Among the results of GWAS for the five traits in the three populations, the only two SNP loci that showed FDR < 0.1 were detected for height in the N-Kanto and for wood stiffness in the Kyushu population. From the result that such few loci were significant based on the FDR criterion, the detection power of GWAS seems to not be high in this study. Such low GWAS power can be attributed to using unrelated first-generation plus trees as assessment populations. Minamikawa et al. (2017) observed that GWAS detection power in citrus was higher using parental and F₁ populations than in the parental population only. In this study, using only the unrelated first-generation plus tree genotypes probably caused the low detection power of GWAS.

Even though the detectability of GWAS was low, the common significant genomic regions throughout the three populations were detected by performing GWAS separately for the traits of DBH, wood stiffness and male fecundity. Generally in GWAS, there is potential to detect false associations between markers and traits where no causal relation exists (Platt et al., 2010). On the other hand, GWAS using multiple different populations is considered to compensate for such low detection power and to be useful for avoiding detection of such false associations. Additionally, the low LD observed in C. japonica should reduce the occurrence of spurious associations (Abdurakhmonov and Abdukarimov, 2008; Hamblin et al., 2011). Thus, the common significant genomic regions detected by GWAS using all populations might be expected to be associated with loci with large effects contributing to the phenotype of corresponding traits of C. japonica, particularly male fecundity. It is possible that the significant loci detected by GWAS in this study were located close to causative genes. Thus, GWAS results such as those obtained in this study could provide important insights in future genetic research on the traits of this species.

Difference of Accuracies of Genomic Prediction Depend on the Traits, Models and Populations

For genomic prediction accuracy, trait heritability is one of the important factors as described in previous studies (Hayes and Goddard, 2010; Grattapaglia and Resende, 2011). The ranges of broad-sense heritability which were previously reported for the traits assessed in this study were as follows: 0.37–0.72 for height (Tamura et al., 2006; Fukatsu et al., 2011), 0.21–0.52 for DBH (Fujisawa et al., 1994; Tamura et al., 2006; Fukatsu et al., 2011), 0.65 for wood stiffness (Fujisawa et al., 1994), 0.78–0.88 for wood density (Tamura et al., 2006; Fukatsu et al., 2011), and 0.94 for male fecundity (Nakamura, 2015). In this study, prediction accuracies for male fecundity were the highest, and those for wood density were the lowest among the assessed traits. Therefore, although there was not always positive relationship between the broad-sense heritability and prediction accuracies, the both variables for male fecundity were higher than that for the other traits.
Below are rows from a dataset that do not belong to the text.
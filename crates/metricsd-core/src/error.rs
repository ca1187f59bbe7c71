//! Shared error type across metricsd crates.

use thiserror::Error;

/// Client-facing error codes (stable API).
#[derive(Debug, Clone, Copy, PartialEq, Eq, Hash)]
pub enum ClientCode {
    /// Metric kind is neither `gauge` nor `counter`.
    InvalidKind,
    /// Numeric value could not be parsed for the declared kind.
    InvalidValue,
    /// A field required by the declared kind is absent.
    MissingField,
    /// Malformed request that is not tied to a single record.
    BadRequest,
    /// Metric not present in the store.
    NotFound,
    /// Storage backend failed to apply a write.
    Storage,
    /// Snapshot file could not be read, parsed, or written.
    Persistence,
    /// Unsupported config version.
    UnsupportedVersion,
    /// Internal server error.
    Internal,
}

impl ClientCode {
    /// String representation used in responses, logs, and metric labels.
    pub fn as_str(self) -> &'static str {
        match self {
            ClientCode::InvalidKind => "INVALID_KIND",
            ClientCode::InvalidValue => "INVALID_VALUE",
            ClientCode::MissingField => "MISSING_FIELD",
            ClientCode::BadRequest => "BAD_REQUEST",
            ClientCode::NotFound => "NOT_FOUND",
            ClientCode::Storage => "STORAGE",
            ClientCode::Persistence => "PERSISTENCE",
            ClientCode::UnsupportedVersion => "UNSUPPORTED_VERSION",
            ClientCode::Internal => "INTERNAL",
        }
    }

    /// True for errors caused by the caller's input.
    pub fn is_validation(self) -> bool {
        matches!(
            self,
            ClientCode::InvalidKind
                | ClientCode::InvalidValue
                | ClientCode::MissingField
                | ClientCode::BadRequest
        )
    }
}

/// Shared result type.
pub type Result<T> = std::result::Result<T, MetricsError>;

/// Unified error type used by core and server.
#[derive(Debug, Error)]
pub enum MetricsError {
    #[error("invalid metric kind: {0}")]
    InvalidKind(String),
    #[error("invalid value for {kind} metric: {raw}")]
    InvalidValue { kind: &'static str, raw: String },
    #[error("missing field: {0}")]
    MissingField(String),
    #[error("bad request: {0}")]
    BadRequest(String),
    #[error("metric not found")]
    NotFound,
    #[error("storage: {0}")]
    Storage(String),
    #[error("persistence: {0}")]
    Persistence(String),
    #[error("unsupported config version")]
    UnsupportedVersion,
    #[error("internal: {0}")]
    Internal(String),
}

impl MetricsError {
    /// Map internal error to a stable client-facing code.
    pub fn client_code(&self) -> ClientCode {
        match self {
            MetricsError::InvalidKind(_) => ClientCode::InvalidKind,
            MetricsError::InvalidValue { .. } => ClientCode::InvalidValue,
            MetricsError::MissingField(_) => ClientCode::MissingField,
            MetricsError::BadRequest(_) => ClientCode::BadRequest,
            MetricsError::NotFound => ClientCode::NotFound,
            MetricsError::Storage(_) => ClientCode::Storage,
            MetricsError::Persistence(_) => ClientCode::Persistence,
            MetricsError::UnsupportedVersion => ClientCode::UnsupportedVersion,
            MetricsError::Internal(_) => ClientCode::Internal,
        }
    }
}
The differences in the genetic architecture between traits could be expected to affect the relative efficacy of different prediction methods (Spindel et al., 2015). In this study, the prediction accuracies with GBLUP were higher than those obtained with BayesB for almost all assessed traits, except for traits with accuracies that were close to zero. The BayesB method is regarded as useful only if markers pick up strong associations with QTL (Jannink et al., 2010). Thus, the low performance of BayesB observed in this study suggests that the assessed traits were controlled by many QTLs in C. japonica. The accuracies obtained by RF also showed high values for prediction of growth and wood stiffness in this study. When GS is applied for selection from clonal populations, prediction of dominance effects and the effect of epistatic interactions of specific allelic patterns at several loci might be important for predicting total genetic values, and such effects would have to be added to the model (Grattapaglia and Resende, 2011). Since a non-linear prediction model such as RF may be particularly useful when the relationships between predictors and responses are non-linear, as would occur if epistatic effects account for a significant portion of genetic variation of a target trait (Jannink et al., 2010). Non-parametric regression methods that may also account for non-additive effects have also been proposed (Gianola and van Kaam, 2008; González-Recio et al., 2008; Bennewitz et al., 2009; Neves et al., 2012). Of these, it is possible that traits such as growth or wood properties of C. japonica plus tree genotypes would be influenced by non-additive genetic factors.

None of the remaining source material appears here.